Exercise goal:
Where the records below show the word "StackInner" in a line, please copy that line.

Material for the task:
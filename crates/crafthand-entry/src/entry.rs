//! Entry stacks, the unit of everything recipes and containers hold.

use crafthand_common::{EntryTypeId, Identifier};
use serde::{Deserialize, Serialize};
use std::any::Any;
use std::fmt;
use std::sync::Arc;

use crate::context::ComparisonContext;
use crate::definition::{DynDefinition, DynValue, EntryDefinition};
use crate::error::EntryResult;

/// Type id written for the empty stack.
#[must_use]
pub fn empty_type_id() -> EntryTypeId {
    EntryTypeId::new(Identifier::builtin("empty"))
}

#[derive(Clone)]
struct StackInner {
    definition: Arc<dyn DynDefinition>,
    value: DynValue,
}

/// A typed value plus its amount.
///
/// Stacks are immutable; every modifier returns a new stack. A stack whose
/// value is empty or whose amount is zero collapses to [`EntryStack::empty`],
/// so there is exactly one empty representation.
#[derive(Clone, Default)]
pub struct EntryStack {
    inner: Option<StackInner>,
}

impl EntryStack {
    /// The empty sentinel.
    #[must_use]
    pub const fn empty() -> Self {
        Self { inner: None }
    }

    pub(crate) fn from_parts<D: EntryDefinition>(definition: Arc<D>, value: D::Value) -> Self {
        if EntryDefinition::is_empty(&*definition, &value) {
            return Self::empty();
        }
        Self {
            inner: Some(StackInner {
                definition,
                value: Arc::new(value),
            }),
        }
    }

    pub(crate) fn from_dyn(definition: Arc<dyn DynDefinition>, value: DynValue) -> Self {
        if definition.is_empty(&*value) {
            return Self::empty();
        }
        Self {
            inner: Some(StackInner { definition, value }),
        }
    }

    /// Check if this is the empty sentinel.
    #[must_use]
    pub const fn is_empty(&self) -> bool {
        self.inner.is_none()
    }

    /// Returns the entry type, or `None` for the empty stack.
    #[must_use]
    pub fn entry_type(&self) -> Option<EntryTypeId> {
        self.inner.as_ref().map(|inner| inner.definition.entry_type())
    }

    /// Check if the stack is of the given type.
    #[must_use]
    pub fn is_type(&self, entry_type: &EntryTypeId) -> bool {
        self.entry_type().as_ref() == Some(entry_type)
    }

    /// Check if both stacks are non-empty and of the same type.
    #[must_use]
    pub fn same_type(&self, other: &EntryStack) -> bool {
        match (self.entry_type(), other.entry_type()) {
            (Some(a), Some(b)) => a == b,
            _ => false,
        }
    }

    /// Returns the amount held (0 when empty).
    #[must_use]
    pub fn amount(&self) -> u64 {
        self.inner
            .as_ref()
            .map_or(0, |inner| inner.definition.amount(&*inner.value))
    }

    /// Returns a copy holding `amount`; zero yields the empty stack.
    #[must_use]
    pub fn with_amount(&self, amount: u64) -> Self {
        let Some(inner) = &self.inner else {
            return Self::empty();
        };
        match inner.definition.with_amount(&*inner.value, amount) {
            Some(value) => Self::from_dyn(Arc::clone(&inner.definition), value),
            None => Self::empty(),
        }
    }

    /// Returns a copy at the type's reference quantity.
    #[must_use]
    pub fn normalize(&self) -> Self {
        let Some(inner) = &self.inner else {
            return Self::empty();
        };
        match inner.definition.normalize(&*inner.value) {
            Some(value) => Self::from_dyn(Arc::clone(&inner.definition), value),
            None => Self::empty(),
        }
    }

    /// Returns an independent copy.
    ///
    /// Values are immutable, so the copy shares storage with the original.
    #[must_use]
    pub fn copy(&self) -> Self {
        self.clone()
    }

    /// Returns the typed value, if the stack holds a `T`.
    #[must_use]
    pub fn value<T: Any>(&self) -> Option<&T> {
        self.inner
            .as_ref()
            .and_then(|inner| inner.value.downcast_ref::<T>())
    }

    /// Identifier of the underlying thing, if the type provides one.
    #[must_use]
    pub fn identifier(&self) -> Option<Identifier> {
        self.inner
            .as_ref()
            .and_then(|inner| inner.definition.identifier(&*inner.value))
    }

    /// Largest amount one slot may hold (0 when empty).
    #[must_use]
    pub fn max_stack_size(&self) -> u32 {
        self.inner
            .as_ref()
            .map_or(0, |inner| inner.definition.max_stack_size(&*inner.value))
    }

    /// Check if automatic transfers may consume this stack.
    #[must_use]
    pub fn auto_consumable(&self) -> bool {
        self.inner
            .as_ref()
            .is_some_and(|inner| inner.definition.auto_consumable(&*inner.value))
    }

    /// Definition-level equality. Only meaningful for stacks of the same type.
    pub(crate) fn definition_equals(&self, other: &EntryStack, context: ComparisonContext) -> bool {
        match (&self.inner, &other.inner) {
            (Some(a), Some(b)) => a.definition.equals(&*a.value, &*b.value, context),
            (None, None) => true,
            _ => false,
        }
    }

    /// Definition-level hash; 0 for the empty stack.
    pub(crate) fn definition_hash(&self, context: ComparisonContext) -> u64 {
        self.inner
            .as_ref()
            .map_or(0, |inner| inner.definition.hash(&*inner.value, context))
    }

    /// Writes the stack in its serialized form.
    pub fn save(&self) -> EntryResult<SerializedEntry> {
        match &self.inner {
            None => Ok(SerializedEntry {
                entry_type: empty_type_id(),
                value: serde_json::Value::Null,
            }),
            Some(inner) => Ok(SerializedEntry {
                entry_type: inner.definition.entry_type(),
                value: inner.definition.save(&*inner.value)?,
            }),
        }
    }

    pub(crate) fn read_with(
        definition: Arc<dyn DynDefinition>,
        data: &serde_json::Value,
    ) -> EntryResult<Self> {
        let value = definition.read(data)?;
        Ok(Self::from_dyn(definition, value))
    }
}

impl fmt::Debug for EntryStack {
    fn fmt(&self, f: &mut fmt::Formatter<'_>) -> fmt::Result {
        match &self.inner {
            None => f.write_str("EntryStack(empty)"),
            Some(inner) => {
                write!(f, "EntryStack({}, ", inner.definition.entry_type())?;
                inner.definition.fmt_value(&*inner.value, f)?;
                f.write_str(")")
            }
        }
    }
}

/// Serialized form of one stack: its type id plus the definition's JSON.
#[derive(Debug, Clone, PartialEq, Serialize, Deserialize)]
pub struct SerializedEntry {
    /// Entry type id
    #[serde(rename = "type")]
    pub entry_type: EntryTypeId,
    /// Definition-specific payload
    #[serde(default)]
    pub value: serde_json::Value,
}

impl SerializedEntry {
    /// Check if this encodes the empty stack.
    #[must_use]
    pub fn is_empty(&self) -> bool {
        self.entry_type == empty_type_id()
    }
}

Written solution:
struct StackInner {
    inner: Option<StackInner>,
            inner: Some(StackInner {
            inner: Some(StackInner { definition, value }),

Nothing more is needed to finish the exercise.